My journey to become the girl I have always known was there. And has become the reason I can not quit drugs and alcohol.. my girlfriend does not understand the way I end up obsessing over leaving my life and current situation, job, family, everything. And go alone to a rehab program. Where I dream of being honest about the fact I want to be a trans/sissy girl. And hope that unlike my loved ones. They will see my need for this is bigger than the drugs I have taken for the last 10years. I never felt settled my whole life… I’m a good looking lad.. managed to develop a good career, earning very good money that all of which I have wasted… so I need your help
. Help me find the courage to leave my job and current life to go and finally have some time to think on my own away from past regrets and failures. And follow this deeply powerful and scary feeling that I always knew was there but never accepted it…
If a person cannot accept you for who you are then they are not your friend nor your loved one. Them being in a relationship with you, or related to you, doesn’t automatically make them loved ones either. If those closest to you insist on being toxic then you need to let them go.

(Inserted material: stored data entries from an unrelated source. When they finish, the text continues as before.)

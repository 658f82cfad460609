//! # Storage Traits
//!
//! This module defines the storage abstraction traits that allow different
//! storage backends to be used interchangeably in the domain layer.
//!
//! There are two levels:
//! - `KeyValueStore` is the raw string store (browser `localStorage`,
//!   a data directory of JSON files, or an in-memory map)
//! - `DesignStorage` / `BookingStorage` are the typed collections the
//!   domain services talk to

use anyhow::Result;
use shared::{Booking, Design};

use crate::backend::domain::commands::{NewBooking, NewDesign};

/// Trait defining a string key-value store with `localStorage` semantics
///
/// Implementations must be safe to share between services; all operations
/// are synchronous and run to completion.
pub trait KeyValueStore: Send + Sync {
    /// Read the value stored under `key`, `None` if the key is absent
    fn get(&self, key: &str) -> Result<Option<String>>;

    /// Replace the value stored under `key`
    fn set(&self, key: &str, value: &str) -> Result<()>;

    /// Remove `key`; removing an absent key is not an error
    fn remove(&self, key: &str) -> Result<()>;
}

/// Trait defining the interface for design storage operations
pub trait DesignStorage: Send + Sync {
    /// List all designs in insertion order
    ///
    /// Never fails: missing or corrupt storage reads as an empty list.
    fn list_designs(&self) -> Vec<Design>;

    /// Find a single design by ID
    fn get_design(&self, design_id: i64) -> Option<Design> {
        self.list_designs().into_iter().find(|d| d.id == design_id)
    }

    /// Assign an ID, fill the default image path, append and persist
    fn create_design(&self, design: NewDesign) -> Result<Design>;

    /// Delete a design by ID
    /// Returns true if the design was found and deleted, false otherwise
    fn delete_design(&self, design_id: i64) -> Result<bool>;
}

/// Trait defining the interface for booking storage operations
///
/// The store itself does not check for slot conflicts; the booking
/// service re-checks availability before calling `create_booking`.
pub trait BookingStorage: Send + Sync {
    /// List all bookings in insertion order
    ///
    /// Never fails: missing or corrupt storage reads as an empty list.
    fn list_bookings(&self) -> Vec<Booking>;

    /// Times already taken on `date`, including stored records that are
    /// too incomplete to list
    fn booked_times(&self, date: &str) -> Vec<String> {
        self.list_bookings()
            .into_iter()
            .filter(|b| b.booking_date == date)
            .map(|b| b.booking_time)
            .collect()
    }

    /// Assign an ID and creation time, mark confirmed, append and persist
    fn create_booking(&self, booking: NewBooking) -> Result<Booking>;
}

/// A host-provided write target that mirrors created records
///
/// Mirroring is best-effort: callers log and swallow any error.
pub trait ExternalSink: Send + Sync {
    fn insert_data(&self, collection: &str, record: &serde_json::Value) -> Result<()>;
}
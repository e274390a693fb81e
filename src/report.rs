use crate::metrics::WrappedMetrics;
use std::fmt;

const RULE_WIDTH: usize = 60;

/// Console rendering of the wrapped summary.
pub struct Report<'a>(pub &'a WrappedMetrics);

impl fmt::Display for Report<'_> {
    fn fmt(&self, f: &mut fmt::Formatter<'_>) -> fmt::Result {
        let m = self.0;
        let rule = "=".repeat(RULE_WIDTH);

        writeln!(f, "{rule}")?;
        writeln!(f, "GITHUB TEAM WRAPPED")?;
        writeln!(f, "{rule}")?;
        writeln!(f)?;
        writeln!(f, "Total number of repos worked on this year: {}", m.total_repos)?;
        writeln!(f, "Total PRs open this year: {}", m.total_prs)?;

        if let (Some(month), count) = &m.top_month {
            writeln!(f, "Most active month - {month} with {count} PRs open")?;
        }

        if m.new_repos.is_empty() {
            writeln!(f, "0 new repositories created this year")?;
        } else {
            writeln!(
                f,
                "{} new repositories created - {}",
                m.new_repos.len(),
                m.new_repos.join(", ")
            )?;
        }

        writeln!(f, "Top 3 days with most PRs opened: {}", m.top_3_pr_dates)?;
        writeln!(f, "Top 5 PR openers: {}", m.top_5_pr_openers)?;
        writeln!(f, "Most dynamic repositories: {}", m.top_3_repos.render(" PRs opened"))?;
        writeln!(
            f,
            "{} comments left! Top commenters: {}",
            m.total_comments,
            m.top_3_commenters.render(" comments")
        )?;
        writeln!(f, "{} LGTMs given", m.lgtm_count)?;
        writeln!(f, "{} commits created", m.total_commits)?;
        writeln!(f, "Lines of code written: +{}", m.total_additions)?;
        writeln!(f, "Lines of code deleted: -{}", m.total_deletions)?;
        writeln!(
            f,
            "Workflow runs: {} total ({} successful, {} failed)",
            m.total_workflow_runs, m.successful_workflow_runs, m.failed_workflow_runs
        )?;
        writeln!(f)?;
        write!(f, "{rule}")
    }
}
//! Persistence of collected record sets.
//!
//! Each record set is a JSON Lines file, one flat record per line, so a later run can
//! recompute metrics without hitting the API again.

use crate::collector::CollectedData;
use crate::error::{Error, Result};
use crate::metrics::WebStats;
use crate::types::WorkflowRun;
use serde::de::DeserializeOwned;
use serde::Serialize;
use std::fs::{self, File};
use std::io::{BufRead, BufReader, BufWriter, Write};
use std::path::{Path, PathBuf};

const REPOS_FILE: &str = "repos.jsonl";
const PULL_REQUESTS_FILE: &str = "pull_requests.jsonl";
const COMMENTS_FILE: &str = "comments.jsonl";
const COMMITS_FILE: &str = "commits.jsonl";
const COMMIT_STATS_FILE: &str = "commit_stats.jsonl";
const WORKFLOW_RUNS_FILE: &str = "workflow_runs.jsonl";

#[derive(Clone, Debug)]
pub struct RecordStore {
    dir: PathBuf,
}

impl RecordStore {
    pub fn new(dir: impl Into<PathBuf>) -> Self {
        Self { dir: dir.into() }
    }

    pub fn dir(&self) -> &Path {
        &self.dir
    }

    pub fn save(&self, data: &CollectedData) -> Result<()> {
        fs::create_dir_all(&self.dir)?;

        self.write_records(REPOS_FILE, &data.repos)?;
        self.write_records(PULL_REQUESTS_FILE, &data.pull_requests)?;
        self.write_records(COMMENTS_FILE, &data.comments)?;
        self.write_records(COMMITS_FILE, &data.commits)?;
        self.write_records(COMMIT_STATS_FILE, &data.commit_stats)?;
        self.write_records(WORKFLOW_RUNS_FILE, &data.workflow_runs)?;

        Ok(())
    }

    /// Loads every record set. Data sets written before workflow runs were collected have no
    /// runs file; it loads as empty.
    pub fn load(&self) -> Result<CollectedData> {
        let workflow_runs: Vec<WorkflowRun> = match self.read_records(WORKFLOW_RUNS_FILE) {
            Err(Error::MissingRecords { path }) => {
                tracing::info!(%path, "No workflow runs stored, skipping workflow stats");
                Vec::new()
            }
            other => other?,
        };

        Ok(CollectedData {
            repos: self.read_records(REPOS_FILE)?,
            pull_requests: self.read_records(PULL_REQUESTS_FILE)?,
            comments: self.read_records(COMMENTS_FILE)?,
            commits: self.read_records(COMMITS_FILE)?,
            commit_stats: self.read_records(COMMIT_STATS_FILE)?,
            workflow_runs,
            outcomes: Vec::new(),
        })
    }

    fn write_records<T: Serialize>(&self, file: &str, records: &[T]) -> Result<()> {
        let path = self.dir.join(file);
        let mut writer = BufWriter::new(File::create(&path)?);
        for record in records {
            serde_json::to_writer(&mut writer, record)?;
            writer.write_all(b"\n")?;
        }
        writer.flush()?;

        tracing::info!(path = %path.display(), records = records.len(), "Saved records");
        Ok(())
    }

    fn read_records<T: DeserializeOwned>(&self, file: &str) -> Result<Vec<T>> {
        let path = self.dir.join(file);
        if !path.exists() {
            return Err(Error::MissingRecords {
                path: path.display().to_string(),
            });
        }

        let reader = BufReader::new(File::open(&path)?);
        let mut records = Vec::new();
        for line in reader.lines() {
            let line = line?;
            if line.trim().is_empty() {
                continue;
            }
            records.push(serde_json::from_str(&line)?);
        }
        Ok(records)
    }
}

/// Writes the web page's `stats.json`, creating parent directories as needed.
pub fn write_web_stats(path: &Path, stats: &WebStats) -> Result<()> {
    if let Some(parent) = path.parent().filter(|p| !p.as_os_str().is_empty()) {
        fs::create_dir_all(parent)?;
    }
    let json = serde_json::to_string_pretty(stats)?;
    fs::write(path, json)?;

    tracing::info!(path = %path.display(), "Generated web stats");
    Ok(())
}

Also, abusing drugs and alcohol can do more than ruin your life, it can also kill you. If you think you might benefit from rehab then yes you NEED to go to rehab.

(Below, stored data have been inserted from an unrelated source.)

//! Pure narrowing functions over collected pull requests.
//!
//! Both filters return a new list in the original order and look at disjoint fields, so they
//! compose in either order.

use crate::types::PullRequest;
use chrono::{DateTime, Utc};
use std::collections::HashSet;

/// Keeps pull requests created at or after `since`.
pub fn filter_prs_by_date(prs: &[PullRequest], since: DateTime<Utc>) -> Vec<PullRequest> {
    prs.iter()
        .filter(|pr| pr.created_at >= since)
        .cloned()
        .collect()
}

/// Keeps pull requests opened by one of `members`.
pub fn filter_prs_by_collaborators(
    prs: &[PullRequest],
    members: &HashSet<String>,
) -> Vec<PullRequest> {
    prs.iter()
        .filter(|pr| members.contains(&pr.author))
        .cloned()
        .collect()
}
//! Application configuration and environment variable parsing.
//!
//! This module handles loading configuration settings from the environment (e.g., .env file).
//! It defines the `AppConfig` struct which governs which organization is scanned, whose
//! pull requests count, where the collection window starts, and how hard the GitHub API is hit.

use chrono::{DateTime, SecondsFormat, Utc};
use serde::Deserialize;
use std::collections::HashSet;
use std::path::PathBuf;
use std::time::Duration as StdDuration;

/// Application configuration loaded from environment variables.
#[derive(Clone, Debug, Deserialize)]
pub struct AppConfig {
    /// GitHub Personal Access Token used as a bearer token on every request.
    pub github_token: String,

    /// The organization whose repositories are scanned.
    pub github_org: String,

    /// Logins whose pull requests are counted.
    /// Expected format: comma-separated string of logins.
    /// Example: "octocat,hubot"
    #[serde(deserialize_with = "deserialize_team_members")]
    pub team_members: HashSet<String>,

    /// Inclusive start of the collection window, RFC 3339 in UTC (e.g. "2025-01-01T00:00:00Z").
    pub since_date: DateTime<Utc>,

    /// Value sent in the `X-GitHub-Api-Version` header.
    #[serde(default = "default_api_version")]
    pub github_api_version: String,

    /// Base URI override, for GitHub Enterprise installations.
    pub github_api_url: Option<String>,

    /// Page size for every listing request. GitHub caps this at 100.
    #[serde(default = "default_per_page")]
    pub per_page: u8,

    /// Pause inserted after each repository that produced matching pull requests.
    #[serde(default = "default_repo_pacing_seconds")]
    pub repo_pacing_seconds: u64,

    /// Directory the collected record sets are written to and read back from.
    #[serde(default = "default_output_dir")]
    pub output_dir: PathBuf,

    /// Destination of the JSON document consumed by the web page.
    #[serde(default = "default_web_stats_path")]
    pub web_stats_path: PathBuf,
}

fn default_api_version() -> String {
    "2022-11-28".to_string()
}

fn default_per_page() -> u8 {
    100
}

fn default_repo_pacing_seconds() -> u64 {
    30
}

fn default_output_dir() -> PathBuf {
    PathBuf::from("data")
}

fn default_web_stats_path() -> PathBuf {
    PathBuf::from("web/stats.json")
}

impl AppConfig {
    pub fn from_env() -> Result<Self, envy::Error> {
        envy::from_env()
    }

    pub fn repo_pacing(&self) -> StdDuration {
        StdDuration::from_secs(self.repo_pacing_seconds)
    }

    /// The since-date in the `YYYY-MM-DDTHH:MM:SSZ` form GitHub expects in `since` parameters.
    pub fn since_param(&self) -> String {
        self.since_date.to_rfc3339_opts(SecondsFormat::Secs, true)
    }
}

fn deserialize_team_members<'de, D>(deserializer: D) -> Result<HashSet<String>, D::Error>
where
    D: serde::Deserializer<'de>,
{
    let s: String = Deserialize::deserialize(deserializer)?;
    Ok(parse_team_members(&s))
}

fn parse_team_members(s: &str) -> HashSet<String> {
    s.split(',')
        .map(str::trim)
        .filter(|login| !login.is_empty())
        .map(str::to_string)
        .collect()
}
use thiserror::Error;

/// Errors raised while collecting, storing or aggregating activity records.
#[derive(Error, Debug)]
pub enum Error {
    #[error("GitHub request failed: {0}")]
    GitHub(#[from] octocrab::Error),

    #[error("Malformed resource URL '{url}': {reason}")]
    MalformedUrl { url: String, reason: &'static str },

    #[error("Invalid repository identifier '{0}', expected 'owner/name'")]
    InvalidRepoId(String),

    #[error("Record file {path} is missing")]
    MissingRecords { path: String },

    #[error("IO error: {0}")]
    Io(#[from] std::io::Error),

    #[error("Serialization error: {0}")]
    Json(#[from] serde_json::Error),
}

pub type Result<T> = std::result::Result<T, Error>;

I’ve been in your shoes (kind of) and it’s hard to take that first step and admit to yourself that you’re trans. Hang in there. Definitely try and quit doing drugs (easier said than done I know) but those will definitely kill you and/or ruin your body for good. But honestly, just experiment with calling yourself your desired gender. I started off by not knowing I was trans (kind of). I thought I was gender fluid because I was still kinda okay with being a woman. Now I realize that I am 100% a trans man, regardless of what anyone calls me or what I wear. But it took me a while to get there emotionally. It’s a long and hard journey sometimes, but you’re going to be okay I promise. I know how scary it is and how painful it can be trying to accept yourself, let alone getting others to accept you. My parents kinda know and still misgender me, but it doesn’t get to me as much as it used to. As long as the people that love me, and I mean truly love me, treat me how I want to be treated then nothing else matters. You need to come to terms with it yourself first, one of the easiest ways to do that is to make yourself comfortable with…well yourself. Get in touch with your feminine side and remember that there is NOTHING wrong with you for being trans. You need to almost undo all of the hate that society has taught you in order to really accept yourself. Don’t get me wrong, I’m not a guru and I’m not 100% happy with myself or my body. I just remember how it feels to be a scared trans kid who was scared of his own gender. But most importantly, take care of your body first. Take things one day at a time, one thing at a time. You need to get help for your addictions and find better more healthy ways to manage. We care about you and want to see you successful, happy, and healthy. Stay safe, love yourself, take care of your body, take care of your mind, and remember that no matter what you call yourself you’re still you and you’re important. Sorry for the sappy rant but this kinda hits home for me. I just want to make sure you’re okay. Best wishes.